I hope I won't bore you all with more historical sociology, but it is also interesting to think about the use of French by an ethnic Greek in such a personal inscription at this place and time. Surely he spoke Greek, probably Turkish as well. But French was (literally) the lingua franca of educated Turks, Jews, Armenians, Greeks, and foreigners in the Ottoman period, and anyone who was educated would learn it (not unlike the rest of Europe at the time). It's plausible that the whole watch transaction took place in French, though then as now the merchants of the Grand Bazaar would no doubt speak to you in pretty much any language you like.
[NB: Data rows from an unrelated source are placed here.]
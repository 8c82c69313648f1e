//! Frame assembly (§ 4.3 and § 4.9 of the spec).
//!
//! Turns one audio packet into the block of per-channel PCM samples it contributes: mode and
//! window selection, per-channel floor and residue decode, forward nonzero propagation and
//! reverse inverse channel coupling (§ 4.7), the inverse MDCT, and windowed overlap-add with
//! the tail left over from the previous block.
//!
//! A long block adjacent to a short one only overlaps over the short block's half-length, so
//! its window's rising or falling slope is centered rather than pinned to the block's own
//! edges (`left_start`/`left_end`/`right_start`/`right_end`, § 4.9). Only the sample range
//! `[left_start, right_start)` is ever returned to the caller; the tail carried over for the
//! next block's overlap-add is `[right_start, right_end)`, and anything beyond `right_end` is
//! computed but discarded.

use crate::bitreader::BitReader;
use crate::error::FrameError;
use crate::floor::decode_floor1;
use crate::mdct::inverse_mdct;
use crate::residue;
use crate::setup::{FloorConfig, Mapping, Mode, ResidueConfig, Setup, ilog};
use crate::window::compute_window;

/// Per-channel state carried between successive audio packets: the windowed tail samples
/// awaiting overlap-add with the next block.
pub(crate) struct FrameAssembler {
	channels: usize,
	blocksize_0: u16,
	blocksize_1: u16,
	previous_tail: Vec<Vec<f32>>,
	has_previous_block: bool
}

impl FrameAssembler {
	pub(crate) fn new(channels: usize, blocksize_0: u16, blocksize_1: u16) -> Self {
		Self {
			channels,
			blocksize_0,
			blocksize_1,
			previous_tail: vec![Vec::new(); channels],
			has_previous_block: false
		}
	}

	/// Drops the carried-over tail from the previously decoded block.
	///
	/// Called after a recoverable decode error: a discarded frame may have desynchronized the
	/// bit position or window alignment the old tail assumed, so the next successfully decoded
	/// block must not be overlap-added against it (§ 4.9's "previous_length set to zero to
	/// prevent bleed-through").
	pub(crate) fn discard_previous_tail(&mut self) {
		self.has_previous_block = false;
		for tail in &mut self.previous_tail {
			tail.clear();
		}
	}

	/// Decodes one audio packet, returning `channels` vectors of interleavable f32 samples
	/// (empty for the very first block, which has no previous tail to overlap with).
	pub(crate) fn decode_packet(
		&mut self,
		packet: &[u8],
		setup: &Setup
	) -> Result<Vec<Vec<f32>>, FrameError> {
		let mut reader = BitReader::new(packet);

		// The leading packet type bit must be clear for audio packets (§ 4.2.1)
		if reader.get_flag() {
			return Err(FrameError::NotAudioPacket);
		}

		let mode_bits = ilog(setup.modes.len() as i32 - 1);
		let mode_number = reader.get_bits(mode_bits);
		let mode = setup
			.modes
			.get(mode_number as usize)
			.ok_or(FrameError::InvalidModeNumber(mode_number))?;

		let n = if mode.blockflag {
			self.blocksize_1
		} else {
			self.blocksize_0
		} as usize;
		let half = n / 2;

		let (previous_long, next_long) = if mode.blockflag {
			(reader.get_flag(), reader.get_flag())
		} else {
			(false, false)
		};
		let (left_start, left_end, right_start, right_end) =
			window_bounds(n, self.blocksize_0 as usize, mode.blockflag, previous_long, next_long);

		let mapping = &setup.mappings[mode.mapping as usize];

		let floors = self.decode_floors(&mut reader, mapping, setup, half)?;
		let needs_residue = propagate_nonzero(mapping, &floors);
		let residues = self.decode_residues(&mut reader, mapping, setup, half, &needs_residue)?;

		let mut spectra: Vec<Vec<f32>> = floors
			.iter()
			.zip(residues.iter())
			.map(|(floor, residue)| match floor {
				Some(floor) => floor.iter().zip(residue).map(|(f, r)| f * r).collect(),
				None => vec![0.0f32; half]
			})
			.collect();

		apply_inverse_coupling(mapping, &mut spectra);

		let window = compute_window(n, left_start, left_end, right_start, right_end);
		let mdct_tables = &setup.mdct_tables[mode.blockflag as usize];
		let mut output = vec![Vec::new(); self.channels];

		for channel in 0..self.channels {
			let time_domain = inverse_mdct(&spectra[channel], mdct_tables);
			let mut windowed: Vec<f32> = time_domain
				.iter()
				.zip(window.iter())
				.map(|(&sample, &w)| sample * w)
				.collect();

			let previous = &self.previous_tail[channel];
			let overlap = previous.len().min(left_end - left_start);
			for (i, sample) in previous.iter().take(overlap).enumerate() {
				windowed[left_start + i] += sample;
			}

			if self.has_previous_block {
				output[channel] = windowed[left_start..right_start].to_vec();
			}

			self.previous_tail[channel] = windowed[right_start..right_end].to_vec();
		}

		self.has_previous_block = true;
		Ok(output)
	}

	fn decode_floors(
		&self,
		reader: &mut BitReader<'_>,
		mapping: &Mapping,
		setup: &Setup,
		line_count: usize
	) -> Result<Vec<Option<Vec<f32>>>, FrameError> {
		let mut floors = Vec::with_capacity(self.channels);
		for channel in 0..self.channels {
			let submap = mapping.channel_mux[channel] as usize;
			let floor_number = mapping.submap_floor[submap] as usize;

			let curve = match &setup.floors[floor_number] {
				FloorConfig::Floor1(config) => {
					decode_floor1(reader, config, &setup.codebooks, line_count)?
				}
				FloorConfig::Floor0(_) => return Err(FrameError::UnsupportedFloor0Synthesis)
			};
			floors.push(curve);
		}
		Ok(floors)
	}

	fn decode_residues(
		&self,
		reader: &mut BitReader<'_>,
		mapping: &Mapping,
		setup: &Setup,
		line_count: usize,
		needs_residue: &[bool]
	) -> Result<Vec<Vec<f32>>, FrameError> {
		let mut residues = vec![Vec::new(); self.channels];

		let submap_count = mapping.submap_floor.len();
		for submap in 0..submap_count {
			let submap_channels: Vec<usize> = (0..self.channels)
				.filter(|&ch| mapping.channel_mux[ch] as usize == submap)
				.collect();
			if submap_channels.is_empty() {
				continue;
			}

			let residue_config = &setup.residues[mapping.submap_residue[submap] as usize];

			if residue_config.residue_type == 2 && submap_channels.len() > 1 {
				decode_type2_submap(
					reader,
					residue_config,
					setup,
					line_count,
					&submap_channels,
					needs_residue,
					&mut residues
				)?;
			} else {
				for &channel in &submap_channels {
					residues[channel] = residue::decode_residue_vector(
						reader,
						residue_config,
						&setup.codebooks,
						line_count,
						!needs_residue[channel]
					)?;
				}
			}
		}

		Ok(residues)
	}
}

/// Decodes a residue type 2 submap's virtually-interleaved combined vector and de-interleaves
/// it back out to each of its member channels.
fn decode_type2_submap(
	reader: &mut BitReader<'_>,
	residue_config: &ResidueConfig,
	setup: &Setup,
	line_count: usize,
	submap_channels: &[usize],
	needs_residue: &[bool],
	residues: &mut [Vec<f32>]
) -> Result<(), FrameError> {
	let skip = submap_channels.iter().all(|&ch| !needs_residue[ch]);
	let combined = residue::decode_residue_vector(
		reader,
		residue_config,
		&setup.codebooks,
		line_count * submap_channels.len(),
		skip
	)?;

	for (i, &channel) in submap_channels.iter().enumerate() {
		residues[channel] = combined
			.iter()
			.skip(i)
			.step_by(submap_channels.len())
			.copied()
			.collect();
	}

	Ok(())
}

/// § 4.9: the window-boundary offsets for a block of total length `n`. A long block only
/// tapers over the short blocksize's half-length when its neighbor on that side is short, and
/// that taper is centered in the long block rather than pinned to its own edges. A short
/// block's own window always spans its full length, so `is_long_block` false ignores
/// `previous_long`/`next_long` entirely. Returns `(left_start, left_end, right_start,
/// right_end)`.
fn window_bounds(
	n: usize,
	blocksize_0: usize,
	is_long_block: bool,
	previous_long: bool,
	next_long: bool
) -> (usize, usize, usize, usize) {
	let half = n / 2;

	if !is_long_block {
		return (0, half, half, n);
	}

	let (left_start, left_end) =
		if previous_long { (0, half) } else { ((n - blocksize_0) >> 2, (n + blocksize_0) >> 2) };
	let (right_start, right_end) =
		if next_long { (half, n) } else { ((n * 3 - blocksize_0) >> 2, (n * 3 + blocksize_0) >> 2) };

	(left_start, left_end, right_start, right_end)
}

/// Forward nonzero propagation (§ 4.7): a coupling pair needs its residue decoded for both
/// channels if either has a nonzero floor, so the decoded bitstream's channel ordering stays
/// in sync even though only one channel's floor was actually energetic.
fn propagate_nonzero(mapping: &Mapping, floors: &[Option<Vec<f32>>]) -> Vec<bool> {
	let mut needs = floors.iter().map(Option::is_some).collect::<Vec<_>>();
	for &(magnitude, angle) in &mapping.coupling_steps {
		let needed = needs[magnitude as usize] || needs[angle as usize];
		needs[magnitude as usize] = needed;
		needs[angle as usize] = needed;
	}
	needs
}

/// Inverse channel coupling (§ 4.7): walks coupling pairs in reverse declaration order,
/// turning each magnitude/angle polar pair back into the two channels' actual spectra.
fn apply_inverse_coupling(mapping: &Mapping, spectra: &mut [Vec<f32>]) {
	for &(magnitude, angle) in mapping.coupling_steps.iter().rev() {
		let (magnitude, angle) = (magnitude as usize, angle as usize);
		let len = spectra[magnitude].len().min(spectra[angle].len());

		for i in 0..len {
			let m = spectra[magnitude][i];
			let a = spectra[angle][i];

			let (left, right) = if m > 0.0 {
				if a > 0.0 { (m, m - a) } else { (m + a, m) }
			} else if a > 0.0 {
				(m, m + a)
			} else {
				(m - a, m)
			};

			spectra[magnitude][i] = left;
			spectra[angle][i] = right;
		}
	}
}

#[cfg(test)]
mod tests {
	use super::*;

	#[test]
	fn short_block_window_spans_its_full_length() {
		assert_eq!(window_bounds(256, 256, false, true, true), (0, 128, 128, 256));
	}

	#[test]
	fn long_block_between_two_long_neighbors_is_uncentered() {
		assert_eq!(window_bounds(2048, 256, true, true, true), (0, 1024, 1024, 2048));
	}

	#[test]
	fn long_block_after_a_short_neighbor_centers_its_rising_slope() {
		let (left_start, left_end, right_start, right_end) = window_bounds(2048, 256, true, false, true);
		assert_eq!((left_start, left_end), ((2048 - 256) >> 2, (2048 + 256) >> 2));
		assert_eq!((right_start, right_end), (1024, 2048));
	}

	#[test]
	fn long_block_before_a_short_neighbor_centers_its_falling_slope() {
		let (left_start, left_end, right_start, right_end) = window_bounds(2048, 256, true, true, false);
		assert_eq!((left_start, left_end), (0, 1024));
		assert_eq!((right_start, right_end), ((2048 * 3 - 256) >> 2, (2048 * 3 + 256) >> 2));
	}

	#[test]
	fn propagate_nonzero_marks_both_sides_of_a_pair() {
		let mapping = Mapping {
			coupling_steps: vec![(0, 1)],
			channel_mux: vec![0, 0],
			submap_floor: vec![0],
			submap_residue: vec![0]
		};
		let floors = vec![Some(vec![1.0]), None];
		assert_eq!(propagate_nonzero(&mapping, &floors), vec![true, true]);
	}

	#[test]
	fn inverse_coupling_recovers_left_right_from_mid_side() {
		let mapping = Mapping {
			coupling_steps: vec![(0, 1)],
			channel_mux: vec![0, 0],
			submap_floor: vec![0],
			submap_residue: vec![0]
		};
		let mut spectra = vec![vec![4.0f32], vec![2.0f32]];
		apply_inverse_coupling(&mapping, &mut spectra);
		assert_eq!(spectra[0][0], 4.0);
		assert_eq!(spectra[1][0], 2.0);
	}
}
France had a long relationship with the Ottoman state going back to the 1550s, and cultivated a political relationship that had both an economic dimension (playing a large role in financing the Ottoman debt) and a religious dimension (in France's desire to play the protector of Christians in Jerusalem and Ottoman Christians more generally). Inasmuch as the Ottoman elite were looking to Europe in the 19th century, they looked to France for education. For instance Osman Hamdi Bey, the great Ottoman painter, archaeologist, and administrator, spent 9 years in Paris first as a law student, then as an apprentice to the painters Gerome and Boulanger. In a sense Paris was one of the most important sites of Ottoman modernisation.
Anyhow, this is all to point out the extent to which educated Ottomans of any ethnicity internalized the French language as a marker of class and identity. So that when Mr. Phylo??polous bought this lovely watch from Dzevedjian, he chose to memorialize his watch purchase in that language, rather than Greek. In a personal inscription that hardly anyone but him would see, we have to imagine that using French was meaningful to him as a marker of his identity as an educated person of the metropolis.
Ok, now back to your regularly scheduled watch programming!